Instructions to follow: Check each line of the listing for the word "write" and report the ones that have it.

============

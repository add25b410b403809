// Licensed under the Apache License, Version 2.0 <LICENSE-APACHE or
// http://www.apache.org/licenses/LICENSE-2.0> or the MIT license
// <LICENSE-MIT or http://opensource.org/licenses/MIT>, at your
// option. This file may not be copied, modified, or distributed
// except according to those terms.

use std::sync::Arc;

use rand::rngs::StdRng;
use tokio::sync::{Mutex, RwLock};
use tracing::info;

use super::{Outcome, RequestSequencer, Served};
use crate::constants::messages;
use crate::demo::DemoGenerator;
use crate::errors::DietResult;
use crate::logging::AppLogger;
use crate::models::{MealPlan, MealPlanRequest};
use crate::providers::RecipeProvider;
use crate::storage::{load_typed, save_typed, StateStore, StorageSlot};
use crate::validation::validate_meal_plan_request;

/// Generates daily meal plans and remembers the last form input
pub struct MealPlanner {
    store: Arc<dyn StateStore>,
    provider: Arc<dyn RecipeProvider>,
    fallback: Mutex<DemoGenerator<StdRng>>,
    sequencer: RequestSequencer,
    current_plan: RwLock<Option<MealPlan>>,
}

impl MealPlanner {
    pub fn new(store: Arc<dyn StateStore>, provider: Arc<dyn RecipeProvider>) -> Self {
        Self {
            store,
            provider,
            fallback: Mutex::new(DemoGenerator::from_entropy()),
            sequencer: RequestSequencer::new(),
            current_plan: RwLock::new(None),
        }
    }

    /// Use a specific generator for fallback plans
    pub fn with_demo_generator(mut self, generator: DemoGenerator<StdRng>) -> Self {
        self.fallback = Mutex::new(generator);
        self
    }

    /// Saved form values, or defaults when nothing usable is stored
    pub async fn load_preferences(&self) -> DietResult<MealPlanRequest> {
        let saved = load_typed(self.store.as_ref(), StorageSlot::MealPlanPreferences).await?;
        Ok(saved.unwrap_or_default())
    }

    /// Validate, fetch a plan (falling back to demo data) and save the input
    ///
    /// Invalid input is rejected before any request or write. Preferences
    /// are saved after both live and fallback generation, but not when the
    /// response was superseded.
    pub async fn generate(&self, request: MealPlanRequest) -> DietResult<Outcome<Served<MealPlan>>> {
        if let Err(e) = validate_meal_plan_request(&request) {
            AppLogger::log_validation_failure("meal_plan", &e.to_string());
            return Err(e.into());
        }

        let token = self.sequencer.next();
        let served = match self.provider.generate_meal_plan(&request).await {
            Ok(plan) => Served::live(plan),
            Err(e) => {
                AppLogger::log_fallback("generate_meal_plan", &e.to_string());
                let plan = self.fallback.lock().await.generate_meal_plan(&request);
                Served::demo(plan, messages::MEAL_PLAN_FALLBACK)
            }
        };

        if !self.sequencer.is_current(token) {
            AppLogger::log_stale_response("generate_meal_plan", token.value(), self.sequencer.latest());
            return Ok(Outcome::Superseded);
        }

        save_typed(self.store.as_ref(), StorageSlot::MealPlanPreferences, &request).await?;
        *self.current_plan.write().await = Some(served.data.clone());

        info!(
            target_calories = request.target_calories,
            diet = %request.diet.as_ref().map(|d| d.to_string()).unwrap_or_default(),
            source = ?served.source,
            "Meal plan generated"
        );

        Ok(Outcome::Fresh(served))
    }

    /// Most recent plan shown to the user
    pub async fn current_plan(&self) -> Option<MealPlan> {
        self.current_plan.read().await.clone()
    }
}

============

Answer space:
    /// Invalid input is rejected before any request or write. Preferences
        *self.current_plan.write().await = Some(served.data.clone());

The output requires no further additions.